When I look at the query plan generated by spark, I see that it has two filter operations instead of just one: it checks not only expensiveFunction(t1.key), but also expensiveFunction(t2.key).
In general, this optimization is not a bad thing, because it reduces the number of records to join, and joining is an expensive operation. But in my case expensiveFunction(t2.key) always returns true, so I would like to remove it.
Is there a way to change the query plan before executing a query ? Is there a way to indicate to spark that I don’t want a given optimization to be applied to my query ?
Is there a way to change the query plan before executing a query?
In general, yes. There are few extension points in Spark SQL query planner and optimizer that would make the wish doable
Is there a way to indicate to spark that I don’t want a given optimization to be applied to my query ?
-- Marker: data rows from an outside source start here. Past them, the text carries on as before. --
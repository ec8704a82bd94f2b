//! YAML view files.
//!
//! A view file stores a query, a sort, and formatters built from a fixed
//! set of builtins:
//!
//! ```yaml
//! query: "age > 30 and fullName == /cole/"
//! sort:
//!   - path: age
//!     direction: desc
//! column_formatters:
//!   person.lastName: lowercase
//!   fullName:
//!     join: [person.firstName, person.lastName]
//!     separator: " "
//! query_value_formatters:
//!   person.lastName: lowercase
//! ```

use std::fs;
use std::path::Path;
use std::sync::Arc;

use anyhow::Context;
use indexmap::IndexMap;
use rowseek::{to_text, ColumnFormatters, FormatFn, SortKey};
use serde::Deserialize;
use serde_json::Value;

/// The contents of a view file.
#[derive(Debug, Clone, Default, Deserialize)]
#[serde(default, deny_unknown_fields)]
pub struct ViewConfig {
    pub query: Option<String>,
    pub sort: Vec<SortKey>,
    pub column_formatters: IndexMap<String, Builtin>,
    pub query_value_formatters: IndexMap<String, Builtin>,
}

impl ViewConfig {
    /// Reads and parses a view file.
    pub fn load(path: &Path) -> anyhow::Result<Self> {
        let text = fs::read_to_string(path)
            .with_context(|| format!("reading view file {}", path.display()))?;
        let config = Self::from_yaml(&text)
            .with_context(|| format!("parsing view file {}", path.display()))?;
        tracing::debug!(path = %path.display(), "loaded view file");
        Ok(config)
    }

    pub fn from_yaml(text: &str) -> Result<Self, serde_yaml::Error> {
        if text.trim().is_empty() {
            return Ok(ViewConfig::default());
        }
        serde_yaml::from_str(text)
    }

    pub fn column_formatters(&self) -> ColumnFormatters {
        build(&self.column_formatters)
    }

    pub fn query_value_formatters(&self) -> ColumnFormatters {
        build(&self.query_value_formatters)
    }
}

fn build(entries: &IndexMap<String, Builtin>) -> ColumnFormatters {
    let mut formatters = ColumnFormatters::new();
    for (column, builtin) in entries {
        formatters.insert(column.clone(), builtin.to_format_fn());
    }
    formatters
}

/// A builtin formatter as written in a view file.
#[derive(Debug, Clone, PartialEq, Deserialize)]
#[serde(untagged)]
pub enum Builtin {
    /// `lowercase`, `uppercase`, `reverse`, `trim`, `length`, `number`, `text`
    Named(Named),
    /// `{pick: sub.path}`: the value at a dotted path below the input.
    Pick { pick: String },
    /// `{join: [paths], separator: " "}`: the texts at several paths, joined.
    Join {
        join: Vec<String>,
        #[serde(default = "default_separator")]
        separator: String,
    },
}

#[derive(Debug, Clone, Copy, PartialEq, Eq, Deserialize)]
#[serde(rename_all = "lowercase")]
pub enum Named {
    Lowercase,
    Uppercase,
    Reverse,
    Trim,
    Length,
    Number,
    Text,
}

fn default_separator() -> String {
    " ".to_string()
}

impl Builtin {
    pub fn to_format_fn(&self) -> FormatFn {
        match self.clone() {
            Builtin::Named(named) => Arc::new(move |value: &Value| named.apply(value)),
            Builtin::Pick { pick } => Arc::new(move |value: &Value| pick_path(value, &pick)),
            Builtin::Join { join, separator } => Arc::new(move |value: &Value| {
                let parts: Vec<String> = join
                    .iter()
                    .map(|path| to_text(Some(&pick_path(value, path))).into_owned())
                    .collect();
                Value::String(parts.join(&separator))
            }),
        }
    }
}

impl Named {
    pub fn apply(self, value: &Value) -> Value {
        let text = to_text(Some(value));
        match self {
            Named::Lowercase => Value::String(text.to_lowercase()),
            Named::Uppercase => Value::String(text.to_uppercase()),
            Named::Reverse => Value::String(text.chars().rev().collect()),
            Named::Trim => Value::String(text.trim().to_string()),
            Named::Length => match value {
                Value::Array(items) => Value::from(items.len()),
                _ => Value::from(text.chars().count()),
            },
            Named::Number => match value {
                Value::Number(_) => value.clone(),
                _ => text
                    .trim()
                    .parse::<f64>()
                    .ok()
                    .and_then(serde_json::Number::from_f64)
                    .map(Value::Number)
                    .unwrap_or(Value::Null),
            },
            Named::Text => Value::String(text.into_owned()),
        }
    }
}

/// Looks up a dotted path below `value`. Missing paths give null.
fn pick_path(value: &Value, path: &str) -> Value {
    let pointer = format!("/{}", path.replace('.', "/"));
    value.pointer(&pointer).cloned().unwrap_or(Value::Null)
}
That's nearly impossible unless the optimization allows for that. In other words you'd have to find out whether the rule has an option to turn it off, e.g. CostBasedJoinReorder with spark.sql.cbo.enabled or spark.sql.cbo.joinReorder.enabled configuration properties (when either is off CostBasedJoinReorder does nothing).
You could write a custom logical operator that would make the optimization void (as it would not be matched given unknown logical operator) and at optimization phase you'd remove it.
Use extendedOperatorOptimizationRules to register custom optimizations.
This is happening because of the optimizer rule org.apache.spark.sql.catalyst.optimizer.InferFiltersFromConstraints
Code comments is as follows(github)
/**
* Infers an additional set of constraints from a given set of equality constraints.
* For e.g., if an operator has constraints of the form (`a = 5`, `a = b`), this returns an
* additional constraint of the form `b = 5`.
*/
def inferAdditionalConstraints(constraints: Set[Expression]): Set[Expression]
You could disable this Optimizer rule using spark.sql.optimizer.excludedRules
val OPTIMIZER_EXCLUDED_RULES = buildConf("spark.sql.optimizer.excludedRules")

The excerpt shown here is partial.